Tandis qu’il met en garde contre le " populisme ", Le Monde n’hésite pas à sacrifier au voyeurisme... mondain. Subtile dialectique.

" Presque morte de chagrin, Justine pleurait Raphaël, l’homme épousé à 21 ans et qui l’a quittée un matin " pour vivre avec Carla. " "Rien de grave", lui a répété sa mère. " Mais " comme tout le monde, mais avec souffrance, "à la radio, chez le coiffeur", elle a entendu Carla Bruni chanter les nuits blanches et les hanches d’un "diable de l’amour", son Raphaël ". Alors Justine a fait un livre où elle raconte.
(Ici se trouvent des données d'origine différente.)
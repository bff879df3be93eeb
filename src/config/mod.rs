//! Configuration module for sitedb.
//!
//! Provides YAML-based configuration loading and validation for:
//! - Database settings (driver, URL or snapshot path, pool and queue sizes)
//! - Schema bootstrap on start-up

mod app;
mod validation;

pub use app::{AppConfig, DatabaseConfig};
pub use validation::{ConfigError, expand_env_vars, parse_duration};

// Re-export constants
pub use app::{
    DEFAULT_CHANNEL_CAPACITY, DEFAULT_CONNECT_TIMEOUT, DEFAULT_MAX_CONNECTIONS, DEFAULT_SQLITE_PATH,
};
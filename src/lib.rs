pub mod catalog;
pub mod cli;
pub mod config;
pub mod observability;
pub mod render;

pub use config::Config;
Cette bluette convenue, ce n’est pas Gala ou Télé Star qui la publient, mais Le Monde (9/04/04), sur quatre colonnes en pages " Horizons Analyses " (sic).

" Phénomène de masse "

Histoire de donner le change, le journal assortit ces piteux potins de considérations sociologico-psychologiques dignes non du Café du commerce mais, disons, d’un restaurant japonais de Paris 5e...
L’analyse (puisque la page est réservée à l’ " analyse ") ici exposée : la " littérature " peut être l’ " arme d’une douce vengeance " (c’est le titre et la... chute). On évoque les précédents feuilletons du même acabit (Christine Angot, Camille Laurent) où " les "people chics" des cafés de Saint-Germain sont devenus des héros médiatiques ". Preuve que " la confession intime est devenue "... un phénomène de société ? Non, " un phénomène de masse " ! (De cette " masse "-là, donc). Pour étayer tant bien que mal cet incertaine construction, on sollicite une étude récemment parue sur l’" âge des identités ", on convoque une référence littéraire (" Phèdre "). Et, pour couper court à la critique (une marque de fabrique), on saupoudre le tout (avec modération) de formules " insolentes " : " petit monde germanopratin ", " people chics " (prononcer " pipole "), " Dallas-sur-Flore "...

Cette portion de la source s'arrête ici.